Sara Wheeler

The unfamiliar Orwell: the writer as passionate gardener

Rebecca Solnit reveals how George Orwell was never happier than when growing vegetables in Hertfordshire or on Jura

Credit: Getty Images 
issue 27 November 2021

This is a book about George Orwell’s recognition that desire and joy can be forces of opposition to the authoritarian state and its intrusions. To explore the theme, Rebecca Solnit has produced a sequence of loosely linked essays around the roses and fruit bushes the author of Animal Farm planted in 1936 in the garden of his modest Hertfordshire house.

A Californian with more than 20 books behind her, Solnit opens this latest with a pilgrimage to Wallington, where Orwell’s Albertine roses have endured. The blooms instigate a reconsideration of the man ‘most famous for his prescient scrutiny of totalitarianism’, which in turn invites the author ‘to dig deeper’ and question ‘who he was and who we were and where pleasure and beauty… fit into the life… of anyone who also cared about justice and truth’.

Solnit proceeds to consider roses culturally and historically, for example in their use in medieval recipes; the history and function of gardens; the role of class and race, and much more. She also sets the Hertfordshire planting in the context of the 32-year-old Orwell’s life: he had just been north to research The Road to Wigan Pier, and was about to head to Spain to support the Republicans — ‘two journeys that would awaken him politically’.

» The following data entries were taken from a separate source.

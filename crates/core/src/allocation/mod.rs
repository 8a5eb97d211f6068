//! Payment-to-invoice allocation for Tally.
//!
//! # Modules
//!
//! - `validator` - Atomic validation of payment allocation batches

pub mod validator;

#[cfg(test)]
mod validator_props;

pub use validator::{
    AllocationError, AllocationValidation, AllocationValidator, PaymentAllocation,
};
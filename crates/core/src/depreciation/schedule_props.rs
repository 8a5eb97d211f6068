//! Property-based tests for DepreciationScheduler.
//!
//! These tests validate the depreciation ceiling: lifetime totals equal
//! the depreciable base exactly and no run accumulates past it.

use chrono::NaiveDate;
use proptest::prelude::*;

use tally_shared::types::{AssetId, Currency, Money, TenantId};

use crate::depreciation::schedule::{Asset, DepreciationMethod, DepreciationScheduler};

fn arb_asset() -> impl Strategy<Value = Asset> {
    (1_000i64..1_000_000_000i64, 1u32..30u32).prop_flat_map(|(cost_minor, years)| {
        (0i64..cost_minor).prop_map(move |salvage_minor| Asset {
            id: AssetId::new(),
            tenant_id: TenantId::new(),
            name: "Asset".to_string(),
            cost: Money::from_minor(cost_minor, Currency::Qar),
            salvage_value: Money::from_minor(salvage_minor, Currency::Qar),
            useful_life_years: years,
            method: DepreciationMethod::StraightLine,
        })
    })
}

proptest! {
    #![proptest_config(ProptestConfig::with_cases(100))]

    /// Lifetime depreciation equals cost minus salvage exactly.
    #[test]
    fn prop_schedule_sums_to_depreciable_base(asset in arb_asset()) {
        let start = NaiveDate::from_ymd_opt(2025, 1, 1).unwrap();
        let runs = DepreciationScheduler::monthly_schedule(&asset, start).unwrap();
        let base = asset.depreciable_base().unwrap();

        let total: i64 = runs.iter().map(|r| r.amount.minor_units()).sum();
        prop_assert_eq!(total, base.minor_units());
        prop_assert_eq!(
            runs.last().unwrap().accumulated_after.minor_units(),
            base.minor_units()
        );
    }

    /// No run accumulates past the base, and accumulated chains.
    #[test]
    fn prop_no_run_exceeds_cap(asset in arb_asset()) {
        let start = NaiveDate::from_ymd_opt(2025, 1, 1).unwrap();
        let runs = DepreciationScheduler::monthly_schedule(&asset, start).unwrap();
        let cap = asset.depreciable_base().unwrap().minor_units();

        let mut accumulated = 0i64;
        for run in &runs {
            prop_assert_eq!(run.accumulated_before.minor_units(), accumulated);
            accumulated += run.amount.minor_units();
            prop_assert_eq!(run.accumulated_after.minor_units(), accumulated);
            prop_assert!(accumulated <= cap);
        }
    }
}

Wigan leads Solnit to a chapter on coal and ‘the lurid misery on which Britain’s puissance was built’, and on ‘decades of fossil-fuel-sponsored climate denial’. She describes a 1946 Tribune essay in which Orwell mentions the planting as ‘a triumph of meandering’, and this phrase aptly sums up Orwell’s Roses. The most enjoyable sections among many for me were on Tina Modotti and Jamaica Kincaid. The first was the Italian-born photographer whose voluptuous 1924 image of roses printed on paper saturated with palladium, sold, as a contact print, for $165,000 — at the time the highest ever paid for a photograph.